Exercise brief >> For every record below, write out an exact copy.

--- Listed entries Enclosed Below ---

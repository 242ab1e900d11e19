//! Scheduled daily run using tokio-cron-scheduler.
//!
//! The scheduler owns nothing but the trigger: it fires the pipeline and
//! logs the outcome. Overlap handling lives in the pipeline itself.

use std::sync::Arc;

use anyhow::{bail, Context, Result};
use tokio_cron_scheduler::{Job, JobScheduler};

use crate::coordinator::Pipeline;

/// Start the daily pipeline run at `alert_time` (`HH:MM`, UTC).
pub async fn start_scheduler(pipeline: Arc<Pipeline>, alert_time: &str) -> Result<JobScheduler> {
    let (hour, minute) = parse_alert_time(alert_time)?;
    let scheduler = JobScheduler::new().await?;

    let cron = format!("0 {minute} {hour} * * *");
    let run_pipeline = pipeline.clone();
    let daily_job = Job::new_async(cron.as_str(), move |_uuid, _lock| {
        let pipeline = run_pipeline.clone();
        Box::pin(async move {
            match pipeline.run().await {
                Ok(summary) => tracing::info!(
                    jobs = summary.jobs_aggregated,
                    attempted = summary.notifications_attempted,
                    delivered = summary.notifications_delivered,
                    failed = summary.notifications_failed,
                    "scheduled run finished"
                ),
                Err(e) => tracing::error!("Scheduled run aborted: {}", e),
            }
        })
    })?;

    scheduler.add(daily_job).await?;
    scheduler.start().await?;

    tracing::info!("Scheduled tasks started (daily run at {} UTC)", alert_time);
    Ok(scheduler)
}

/// Parse `HH:MM` into (hour, minute).
fn parse_alert_time(alert_time: &str) -> Result<(u8, u8)> {
    let (hour, minute) = alert_time
        .split_once(':')
        .with_context(|| format!("alert time `{alert_time}` is not HH:MM"))?;

    let hour: u8 = hour
        .trim()
        .parse()
        .with_context(|| format!("invalid hour in alert time `{alert_time}`"))?;
    let minute: u8 = minute
        .trim()
        .parse()
        .with_context(|| format!("invalid minute in alert time `{alert_time}`"))?;

    if hour > 23 || minute > 59 {
        bail!("alert time `{alert_time}` is out of range");
    }
    Ok((hour, minute))
}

--- End of Enclosed Listed entries ---

Solution to the exercise >>
repository 242ab1e900d11e19
//! Scheduled daily run using tokio-cron-scheduler.
//!
//! The scheduler owns nothing but the trigger: it fires the pipeline and
//! logs the outcome. Overlap handling lives in the pipeline itself.

use std::sync::Arc;

use anyhow::{bail, Context, Result};
use tokio_cron_scheduler::{Job, JobScheduler};

use crate::coordinator::Pipeline;

/// Start the daily pipeline run at `alert_time` (`HH:MM`, UTC).
pub async fn start_scheduler(pipeline: Arc<Pipeline>, alert_time: &str) -> Result<JobScheduler> {
    let (hour, minute) = parse_alert_time(alert_time)?;
    let scheduler = JobScheduler::new().await?;

    let cron = format!("0 {minute} {hour} * * *");
    let run_pipeline = pipeline.clone();
    let daily_job = Job::new_async(cron.as_str(), move |_uuid, _lock| {
        let pipeline = run_pipeline.clone();
        Box::pin(async move {
            match pipeline.run().await {
                Ok(summary) => tracing::info!(
                    jobs = summary.jobs_aggregated,
                    attempted = summary.notifications_attempted,
                    delivered = summary.notifications_delivered,
                    failed = summary.notifications_failed,
                    "scheduled run finished"
                ),
                Err(e) => tracing::error!("Scheduled run aborted: {}", e),
            }
        })
    })?;

    scheduler.add(daily_job).await?;
    scheduler.start().await?;

    tracing::info!("Scheduled tasks started (daily run at {} UTC)", alert_time);
    Ok(scheduler)
}

/// Parse `HH:MM` into (hour, minute).
fn parse_alert_time(alert_time: &str) -> Result<(u8, u8)> {
    let (hour, minute) = alert_time
        .split_once(':')
        .with_context(|| format!("alert time `{alert_time}` is not HH:MM"))?;

    let hour: u8 = hour
        .trim()
        .parse()
        .with_context(|| format!("invalid hour in alert time `{alert_time}`"))?;
    let minute: u8 = minute
        .trim()
        .parse()
        .with_context(|| format!("invalid minute in alert time `{alert_time}`"))?;

    if hour > 23 || minute > 59 {
        bail!("alert time `{alert_time}` is out of range");
    }
    Ok((hour, minute))
}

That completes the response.